I read the whole thing. Essentially, his problem with white nationalism is that it's just not an effective political tool for, specifically, protecting the huddled white masses against the "swarthy", violent, unstable, and ravenous hordes which seek to destroy them. His problem with white nationalism, in other words, is that it's not enough like Nazism. Because the Nazis, they got things done.
posted by jokeefe at 11:18 PM on January 23, 2008


"To grasp, to seize -- to apprehend, as we say -- reality from out of the deep dark cave of the mind!" -- lionel trilling on isaac babel's treatment of reason & violence :P
i guess the overtly subtle (obtuse ;) 'point' of the post is that the genetic foundations of 'difference' (if not race, if that is now much too loaded a term) is regaining some influence given the technology and declining costs of mapping wide swathes of the genome (and the ability to place your own on that continuum, à la venter)... how much an influence i think should be open to debate; gellner thought it could be effectively and safely ignored, but i think that that is proving "difficult."

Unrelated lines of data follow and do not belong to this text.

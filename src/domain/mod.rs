pub mod contact;
pub mod view;

pub use contact::*;
pub use view::*;
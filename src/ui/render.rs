use std::fmt::Write;

use crate::domain::ContactView;

use super::FormStage;

pub const EMPTY_LIST_TEXT: &str = "Contact list is empty";

/// Renders the whole screen for `view`.
pub fn render_screen(view: &ContactView) -> String {
    let mut out = String::new();
    let _ = writeln!(out, "Phonebook");
    let _ = writeln!(out, "[add] Add contact");
    let _ = writeln!(out);
    let _ = writeln!(out, "Contacts");
    out.push_str(&render_contacts(view));
    out
}

/// Renders the filter input and list, or the empty-list message.
///
/// The filter is only offered while the full list has entries; an active
/// filter that matches nothing still shows the (empty) filter line.
pub fn render_contacts(view: &ContactView) -> String {
    if view.is_empty() {
        return format!("{EMPTY_LIST_TEXT}\n");
    }

    let mut out = String::new();
    let _ = writeln!(out, "Find contacts by name: {}", view.filter);
    for (index, contact) in view.visible.iter().enumerate() {
        let _ = writeln!(
            out,
            "{:>3}. {}: {}  [delete {}]",
            index + 1,
            contact.name,
            contact.number,
            index + 1
        );
    }
    out
}

/// Prompt shown before reading the next line.
pub fn render_prompt(stage: Option<&FormStage>) -> &'static str {
    match stage {
        None => "> ",
        Some(FormStage::Name) => "Name: ",
        Some(FormStage::Number { .. }) => "Number: ",
    }
}

pub const HELP_TEXT: &str = "\
Commands:
  add              open the add-contact form
  delete <n|id>    delete the n-th listed contact, or the contact with this id
  filter [text]    show contacts whose name contains text (bare `filter` clears)
  list             show the contact list
  help             show this help
  quit             leave the phonebook
In the form, enter the name, then the number. Esc or `:close` closes the form.
";
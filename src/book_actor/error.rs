use thiserror::Error;

/// Errors raised while talking to the contact service.
#[derive(Debug, Clone, Error, PartialEq)]
pub enum BookError {
    #[error("Actor communication error: {0}")]
    ActorCommunicationError(String),
    #[error("Contact service task failed: {0}")]
    TaskFailed(String),
}
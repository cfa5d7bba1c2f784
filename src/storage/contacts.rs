use std::collections::HashSet;

use tracing::{debug, instrument, warn};

use super::{KeyValueStore, StorageError};
use crate::domain::Contact;

/// Fixed key the contact list is stored under.
pub const CONTACTS_KEY: &str = "contacts";

/// Storage adapter for the contact list.
///
/// Reads the serialized list once at startup and rewrites it wholesale on
/// every change.
pub struct ContactRepository {
    backend: Box<dyn KeyValueStore>,
}

impl ContactRepository {
    pub fn new(backend: impl KeyValueStore) -> Self {
        Self {
            backend: Box::new(backend),
        }
    }

    /// Returns the persisted list. Missing, unreadable or malformed data all
    /// yield an empty list.
    #[instrument(skip(self))]
    pub fn load(&self) -> Vec<Contact> {
        let raw = match self.backend.get_item(CONTACTS_KEY) {
            Ok(Some(raw)) => raw,
            Ok(None) => {
                debug!("Nothing persisted yet");
                return Vec::new();
            }
            Err(e) => {
                warn!(error = %e, "Failed to read persisted contacts, starting empty");
                return Vec::new();
            }
        };

        // A stored `null` means nothing was saved.
        match serde_json::from_str::<Option<Vec<Contact>>>(&raw) {
            Ok(contacts) => {
                let contacts = dedup_by_id(contacts.unwrap_or_default());
                debug!(count = contacts.len(), "Loaded contacts");
                contacts
            }
            Err(e) => {
                warn!(error = %e, "Persisted contacts are malformed, starting empty");
                Vec::new()
            }
        }
    }

    /// Serializes the full list and overwrites the stored value.
    #[instrument(skip(self, contacts), fields(count = contacts.len()))]
    pub fn save(&mut self, contacts: &[Contact]) -> Result<(), StorageError> {
        let raw = serde_json::to_string(contacts)?;
        self.backend.set_item(CONTACTS_KEY, &raw)?;
        debug!("Contacts saved");
        Ok(())
    }
}

/// Keeps the first record for each id; later records reusing an id are dropped.
fn dedup_by_id(contacts: Vec<Contact>) -> Vec<Contact> {
    let total = contacts.len();
    let mut seen = HashSet::new();
    let unique: Vec<Contact> = contacts
        .into_iter()
        .filter(|contact| seen.insert(contact.id.clone()))
        .collect();
    if unique.len() < total {
        warn!(dropped = total - unique.len(), "Persisted contacts reuse ids, keeping the first of each");
    }
    unique
}
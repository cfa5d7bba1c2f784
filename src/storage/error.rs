use thiserror::Error;

/// Errors raised by storage backends and the contact adapter.
#[derive(Debug, Error)]
pub enum StorageError {
    #[error("Storage I/O error: {0}")]
    Io(#[from] std::io::Error),
    #[error("Storage serialization error: {0}")]
    Serialization(#[from] serde_json::Error),
    #[error("Invalid storage key: {0:?}")]
    InvalidKey(String),
}
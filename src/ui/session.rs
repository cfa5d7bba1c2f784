use crate::domain::{ContactCreate, ContactId, ContactView};

/// Where the add-contact form is in its input sequence.
#[derive(Debug, Clone, PartialEq, Eq)]
pub enum FormStage {
    Name,
    Number { name: String },
}

/// What the shell should do in response to one line of input.
#[derive(Debug, Clone, PartialEq, Eq)]
pub enum Action {
    /// Nothing to do; show the prompt again.
    Idle,
    Render,
    /// Re-read the visible contacts from the store and show the screen.
    List,
    Help,
    Quit,
    /// The form overlay opened or advanced; prompt for the next field.
    Prompt,
    Submit(ContactCreate),
    Remove(ContactId),
    SetFilter(String),
    /// The input could not be used; show the message and carry on.
    Invalid(String),
}

const ESC: &str = "\u{1b}";

/// Presentation state: only the form overlay lives here. Everything about
/// contacts comes from the [`ContactView`] passed in.
#[derive(Debug, Default)]
pub struct Session {
    overlay: Option<FormStage>,
}

impl Session {
    pub fn new() -> Self {
        Self::default()
    }

    /// The form stage while the overlay is open.
    pub fn overlay(&self) -> Option<&FormStage> {
        self.overlay.as_ref()
    }

    pub fn toggle_overlay(&mut self) {
        self.overlay = match self.overlay {
            Some(_) => None,
            None => Some(FormStage::Name),
        };
    }

    pub fn handle_line(&mut self, line: &str, view: &ContactView) -> Action {
        match self.overlay.take() {
            Some(stage) => self.handle_form_input(stage, line),
            None => self.handle_command(line, view),
        }
    }

    fn handle_form_input(&mut self, stage: FormStage, line: &str) -> Action {
        if line == ESC || line.trim() == ":close" {
            return Action::Render;
        }

        match stage {
            FormStage::Name => {
                if line.trim().is_empty() {
                    self.overlay = Some(FormStage::Name);
                    return Action::Invalid("Name is required".to_string());
                }
                self.overlay = Some(FormStage::Number { name: line.to_string() });
                Action::Prompt
            }
            FormStage::Number { name } => {
                if line.trim().is_empty() {
                    self.overlay = Some(FormStage::Number { name });
                    return Action::Invalid("Number is required".to_string());
                }
                // The overlay closes on submit whether or not the add is accepted.
                Action::Submit(ContactCreate::new(name, line))
            }
        }
    }

    fn handle_command(&mut self, line: &str, view: &ContactView) -> Action {
        let line = line.trim_start();
        let (word, rest) = line.split_once(' ').unwrap_or((line, ""));

        match word {
            "" => Action::Idle,
            "add" => {
                self.toggle_overlay();
                Action::Prompt
            }
            "delete" | "rm" => match rest.trim() {
                "" => Action::Invalid("Usage: delete <n|id>".to_string()),
                target => resolve_delete_target(target, view),
            },
            // Everything after the first space is the filter, untouched.
            "filter" => Action::SetFilter(rest.to_string()),
            "list" | "ls" => Action::List,
            "help" | "?" => Action::Help,
            "quit" | "exit" | "q" => Action::Quit,
            ":close" | ESC => Action::Invalid("The form is not open".to_string()),
            other => Action::Invalid(format!("Unknown command: {other} (try `help`)")),
        }
    }
}

/// Delete controls exist only for listed contacts, so both positions and ids
/// are resolved against the visible list.
fn resolve_delete_target(target: &str, view: &ContactView) -> Action {
    if let Ok(position) = target.parse::<usize>() {
        return match view.nth_visible(position) {
            Some(contact) => Action::Remove(contact.id.clone()),
            None => Action::Invalid(format!("No contact listed at {position}")),
        };
    }

    match view.visible.iter().find(|contact| contact.id.as_str() == target) {
        Some(contact) => Action::Remove(contact.id.clone()),
        None => Action::Invalid(format!("No listed contact with id {target}")),
    }
}
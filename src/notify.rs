//! The `notify(kind, message)` capability the contact store signals through.
//!
//! The store never touches the terminal directly; the presentation layer
//! decides how a notice is shown.

use std::fmt;
use std::io::Write;
use std::sync::Mutex;

use tracing::{debug, warn};

#[derive(Debug, Clone, Copy, PartialEq, Eq)]
pub enum NoticeKind {
    Warning,
}

impl fmt::Display for NoticeKind {
    fn fmt(&self, f: &mut fmt::Formatter<'_>) -> fmt::Result {
        match self {
            NoticeKind::Warning => f.write_str("Warning"),
        }
    }
}

/// A transient, advisory message for the user.
#[derive(Debug, Clone, PartialEq, Eq)]
pub struct Notice {
    pub kind: NoticeKind,
    pub title: String,
    pub message: String,
}

impl Notice {
    pub fn warning(title: impl Into<String>, message: impl Into<String>) -> Self {
        Self {
            kind: NoticeKind::Warning,
            title: title.into(),
            message: message.into(),
        }
    }
}

pub trait Notifier: Send + Sync {
    fn notify(&self, notice: Notice);
}

/// Prints notices as a framed block on the terminal.
pub struct TerminalNotifier {
    out: Mutex<Box<dyn Write + Send>>,
}

impl TerminalNotifier {
    pub fn stdout() -> Self {
        Self::new(std::io::stdout())
    }

    pub fn stderr() -> Self {
        Self::new(std::io::stderr())
    }

    pub fn new(out: impl Write + Send + 'static) -> Self {
        Self {
            out: Mutex::new(Box::new(out)),
        }
    }
}

impl Notifier for TerminalNotifier {
    fn notify(&self, notice: Notice) {
        debug!(kind = %notice.kind, title = %notice.title, "Showing notice");
        let Ok(mut out) = self.out.lock() else {
            warn!(title = %notice.title, "Terminal writer lock poisoned, notice dropped");
            return;
        };
        let body = format_notice(&notice);
        // Advisory only; a broken terminal is not worth failing the store over.
        let _ = out.write_all(body.as_bytes()).and_then(|_| out.flush());
    }
}

/// Renders the framed block shown for a notice.
pub fn format_notice(notice: &Notice) -> String {
    let width = notice
        .title
        .chars()
        .count()
        .max(notice.message.chars().count())
        .max(notice.kind.to_string().len() + 2)
        + 2;
    let rule = "-".repeat(width);
    format!(
        "+{rule}+\n| {kind:<w$} |\n| {title:<w$} |\n| {message:<w$} |\n+{rule}+\n",
        kind = format!("[{}]", notice.kind),
        title = notice.title,
        message = notice.message,
        w = width - 2,
    )
}
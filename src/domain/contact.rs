use std::fmt;

use serde::{Deserialize, Serialize};

/// Opaque contact identifier. Generated once at creation and never reused.
#[derive(Debug, Clone, PartialEq, Eq, Hash, Serialize, Deserialize)]
#[serde(transparent)]
pub struct ContactId(String);

impl ContactId {
    pub fn new(id: impl Into<String>) -> Self {
        Self(id.into())
    }

    /// Fresh random identifier.
    pub fn generate() -> Self {
        Self(uuid::Uuid::new_v4().to_string())
    }

    pub fn as_str(&self) -> &str {
        &self.0
    }
}

impl fmt::Display for ContactId {
    fn fmt(&self, f: &mut fmt::Formatter<'_>) -> fmt::Result {
        f.write_str(&self.0)
    }
}

/// A phonebook entry. Field names match the persisted JSON layout.
#[derive(Debug, Clone, PartialEq, Eq, Serialize, Deserialize)]
pub struct Contact {
    pub id: ContactId,
    pub name: String,
    pub number: String,
}

/// Payload for adding a new contact. The id is assigned by the store.
#[derive(Debug, Clone, PartialEq, Eq)]
pub struct ContactCreate {
    pub name: String,
    pub number: String,
}

impl ContactCreate {
    pub fn new(name: impl Into<String>, number: impl Into<String>) -> Self {
        Self {
            name: name.into(),
            number: number.into(),
        }
    }
}

impl Contact {
    /// Builds the stored record from a freshly generated id and the form payload.
    pub fn from_create(id: ContactId, payload: ContactCreate) -> Self {
        Self {
            id,
            name: payload.name,
            number: payload.number,
        }
    }

    /// Case-insensitive substring match on the name. `needle` must already be lowercased.
    pub fn name_contains(&self, needle: &str) -> bool {
        self.name.to_lowercase().contains(needle)
    }
}
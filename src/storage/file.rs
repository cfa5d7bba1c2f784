use std::fs;
use std::io::ErrorKind;
use std::path::PathBuf;

use tracing::{debug, instrument};

use super::{KeyValueStore, StorageError};

/// Directory-backed store: each key is kept as `<dir>/<key>.json`.
///
/// Writes go to a temporary sibling first and are renamed into place, so a
/// crash mid-write leaves the previous value intact.
#[derive(Debug, Clone)]
pub struct FileStore {
    dir: PathBuf,
}

impl FileStore {
    /// The directory is created lazily on the first write.
    pub fn new(dir: impl Into<PathBuf>) -> Self {
        Self { dir: dir.into() }
    }

    fn path_for(&self, key: &str) -> Result<PathBuf, StorageError> {
        let valid = !key.is_empty()
            && key
                .chars()
                .all(|c| c.is_ascii_alphanumeric() || c == '-' || c == '_');
        if !valid {
            return Err(StorageError::InvalidKey(key.to_string()));
        }
        Ok(self.dir.join(format!("{key}.json")))
    }
}

impl KeyValueStore for FileStore {
    #[instrument(skip(self), fields(dir = %self.dir.display()))]
    fn get_item(&self, key: &str) -> Result<Option<String>, StorageError> {
        let path = self.path_for(key)?;
        match fs::read_to_string(&path) {
            Ok(value) => Ok(Some(value)),
            Err(e) if e.kind() == ErrorKind::NotFound => {
                debug!("No stored value");
                Ok(None)
            }
            Err(e) => Err(e.into()),
        }
    }

    #[instrument(skip(self, value), fields(dir = %self.dir.display(), bytes = value.len()))]
    fn set_item(&mut self, key: &str, value: &str) -> Result<(), StorageError> {
        let path = self.path_for(key)?;
        fs::create_dir_all(&self.dir)?;
        let tmp = path.with_extension("json.tmp");
        fs::write(&tmp, value)?;
        fs::rename(&tmp, &path)?;
        debug!("Value written");
        Ok(())
    }
}
//! Proof record

use serde::{Deserialize, Serialize};
use validator::{Validate, ValidationErrors};

use super::merge::{overlay_list, overlay_optional_list, overlay_text};
use super::{
    is_blank, is_empty_list, is_supplied_blank, reject, Record, RecordPatch, INITIAL_VERSION,
    UNSAVED_ID,
};

/// A proof of a named theorem within a branch of mathematics.
#[derive(Clone, Debug, PartialEq, Eq, Serialize, Deserialize)]
#[serde(rename_all = "camelCase")]
pub struct Proof {
    #[serde(default)]
    pub id: i32,

    #[serde(default)]
    pub version: i32,

    pub theorem_name: String,

    pub branch: String,

    /// Ordered proof steps, stored as JSON
    pub proof: Vec<String>,

    #[serde(default, skip_serializing_if = "Option::is_none")]
    pub referenced_definitions: Option<Vec<String>>,

    #[serde(default, skip_serializing_if = "Option::is_none")]
    pub referenced_theorems: Option<Vec<String>>,
}

/// Column lookups supported for proofs. Values are normalized on
/// construction so "set_theory", "set-theory" and "set theory" build the
/// same filter.
#[derive(Debug, Clone, PartialEq, Eq)]
pub enum ProofFilter {
    Branch(String),
    TheoremName(String),
}

impl ProofFilter {
    pub fn branch(raw: &str) -> Self {
        ProofFilter::Branch(normalize_filter(raw))
    }

    pub fn theorem_name(raw: &str) -> Self {
        ProofFilter::TheoremName(normalize_filter(raw))
    }
}

/// Replace `_` and `-` with spaces so URL-friendly filters match stored text.
pub fn normalize_filter(raw: &str) -> String {
    raw.replace(['_', '-'], " ")
}

impl Record for Proof {
    type Patch = ProofPatch;
    type Filter = ProofFilter;

    const RESOURCE: &'static str = "proofs";

    fn id(&self) -> i32 {
        self.id
    }

    fn set_id(&mut self, id: i32) {
        self.id = id;
    }

    fn version(&self) -> i32 {
        self.version
    }

    fn set_version(&mut self, version: i32) {
        self.version = version;
    }

    fn matches(&self, filter: &ProofFilter) -> bool {
        match filter {
            ProofFilter::Branch(branch) => self.branch == *branch,
            ProofFilter::TheoremName(name) => self.theorem_name == *name,
        }
    }
}

/// Client payload for creating or partially updating a proof.
#[derive(Clone, Debug, Default, PartialEq, Eq, Serialize, Deserialize, Validate)]
#[serde(rename_all = "camelCase")]
pub struct ProofPatch {
    #[validate(length(min = 1, max = 200, message = "Must be between 1 and 200 characters"))]
    #[serde(default, skip_serializing_if = "Option::is_none")]
    pub theorem_name: Option<String>,

    #[validate(length(min = 1, max = 512, message = "Must be between 1 and 512 characters"))]
    #[serde(default, skip_serializing_if = "Option::is_none")]
    pub branch: Option<String>,

    #[serde(default, skip_serializing_if = "Option::is_none")]
    pub proof: Option<Vec<String>>,

    #[serde(default, skip_serializing_if = "Option::is_none")]
    pub referenced_definitions: Option<Vec<String>>,

    #[serde(default, skip_serializing_if = "Option::is_none")]
    pub referenced_theorems: Option<Vec<String>>,
}

impl RecordPatch<Proof> for ProofPatch {
    fn validate_insert(&self) -> Result<(), ValidationErrors> {
        let mut missing = Vec::new();
        if is_blank(&self.theorem_name) {
            missing.push(("theorem_name", "A theorem name must be specified"));
        }
        if is_blank(&self.branch) {
            missing.push(("branch", "A branch must be specified"));
        }
        if is_empty_list(&self.proof) {
            missing.push(("proof", "At least one (1) proof step must be specified"));
        }
        reject(self.validate(), "required", &missing)
    }

    fn validate_update(&self) -> Result<(), ValidationErrors> {
        let mut blank = Vec::new();
        if is_supplied_blank(&self.theorem_name) {
            blank.push(("theorem_name", "A theorem name must not be blank"));
        }
        if is_supplied_blank(&self.branch) {
            blank.push(("branch", "A branch must not be blank"));
        }
        reject(self.validate(), "blank", &blank)
    }

    fn into_record(self) -> Proof {
        Proof {
            id: UNSAVED_ID,
            version: INITIAL_VERSION,
            theorem_name: self.theorem_name.unwrap_or_default(),
            branch: self.branch.unwrap_or_default(),
            proof: self.proof.unwrap_or_default(),
            referenced_definitions: self.referenced_definitions,
            referenced_theorems: self.referenced_theorems,
        }
    }

    fn merge_onto(&self, existing: &Proof) -> Proof {
        let mut merged = existing.clone();
        overlay_text(&mut merged.theorem_name, &self.theorem_name);
        overlay_text(&mut merged.branch, &self.branch);
        overlay_list(&mut merged.proof, &self.proof);
        overlay_optional_list(&mut merged.referenced_definitions, &self.referenced_definitions);
        overlay_optional_list(&mut merged.referenced_theorems, &self.referenced_theorems);
        merged
    }
}

#[cfg(test)]
mod tests {
    use super::*;

    #[test]
    fn test_filter_normalization() {
        let expected = ProofFilter::Branch("set theory".into());
        assert_eq!(ProofFilter::branch("set_theory"), expected);
        assert_eq!(ProofFilter::branch("set-theory"), expected);
        assert_eq!(ProofFilter::branch("set theory"), expected);
        assert_eq!(normalize_filter("law_of-cosines"), "law of cosines");
    }

    #[test]
    fn test_matches_by_column() {
        let proof = Proof {
            id: 1,
            version: 0,
            theorem_name: "Law of cosines".into(),
            branch: "Trigonometry".into(),
            proof: vec!["c^2 = a^2 + b^2 - 2ab cos(C)".into()],
            referenced_definitions: None,
            referenced_theorems: None,
        };

        assert!(proof.matches(&ProofFilter::branch("Trigonometry")));
        assert!(proof.matches(&ProofFilter::theorem_name("Law_of_cosines")));
        assert!(!proof.matches(&ProofFilter::branch("Algebra")));
    }

    #[test]
    fn test_insert_validation_lists_every_violation() {
        let patch = ProofPatch {
            theorem_name: Some("t".repeat(201)),
            ..Default::default()
        };
        let errors = patch.validate_insert().unwrap_err();
        let fields = errors.field_errors();
        assert!(fields.contains_key("theorem_name"));
        assert!(fields.contains_key("branch"));
        assert!(fields.contains_key("proof"));
    }

    #[test]
    fn test_supplied_blank_text_rejected_on_update() {
        let patch = ProofPatch {
            branch: Some(" \t".into()),
            proof: Some(vec!["new step".into()]),
            ..Default::default()
        };
        let errors = patch.validate_update().unwrap_err();
        let fields = errors.field_errors();
        assert!(fields.contains_key("branch"));
        assert!(!fields.contains_key("theorem_name"));

        let patch = ProofPatch {
            proof: Some(vec!["new step".into()]),
            ..Default::default()
        };
        assert!(patch.validate_update().is_ok());
    }

    #[test]
    fn test_valid_insert() {
        let patch = ProofPatch {
            theorem_name: Some("Pythagorean theorem".into()),
            branch: Some("Euclidean geometry".into()),
            proof: Some(vec!["a^2+b^2=c^2".into()]),
            ..Default::default()
        };
        assert!(patch.validate_insert().is_ok());
        assert_eq!(patch.into_record().id, UNSAVED_ID);
    }

    #[test]
    fn test_wire_format_is_camel_case() {
        let patch: ProofPatch = serde_json::from_str(
            r#"{"theoremName": "Thales", "referencedTheorems": ["Inscribed angle"]}"#,
        )
        .unwrap();
        assert_eq!(patch.theorem_name.as_deref(), Some("Thales"));
        assert_eq!(patch.referenced_theorems, Some(vec!["Inscribed angle".to_string()]));
    }
}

i'm in full agreement that gene expression is (still) secondary to cultural/phenotypic expression, but in my opinion it is not negligible and as gene expression becomes more malleable as a _choice_ the social construction of 'humanity' -- or whatever you want to call it -- will swing open to (re)interpretation. in short, i think the debate parallels that of performance enhancement or say cosmetic pharmacology... nothing that hasn't already also been covered endlessly in science fiction and comics; i just think it's neat that it's popping up more in RL.

like gattaca is certainly a cautionary tale, as is prior experience in eugenics, but then short of a self-imposed ban (impotently administered by some bioethics panel?) on the one hand and blindly barreling along and making it up as we go (is there any other way?) on the other, i wonder what productive, coercive and cognitive possibilities open up when genetic description and manipulation become more prevalent... more broadly, i guess i just find the contours of human evolution and the history of thinking pretty fascinating.

cheers!
posted by kliuless at 11:18 PM on January 23, 2008


And I wouldn't advise taking the time to refute his screed point by point. The very prospect hurts my brain. It is to logic and reason what "My Humps" is to music.
posted by jokeefe at 11:19 PM on January 23, 2008 [4 favorites]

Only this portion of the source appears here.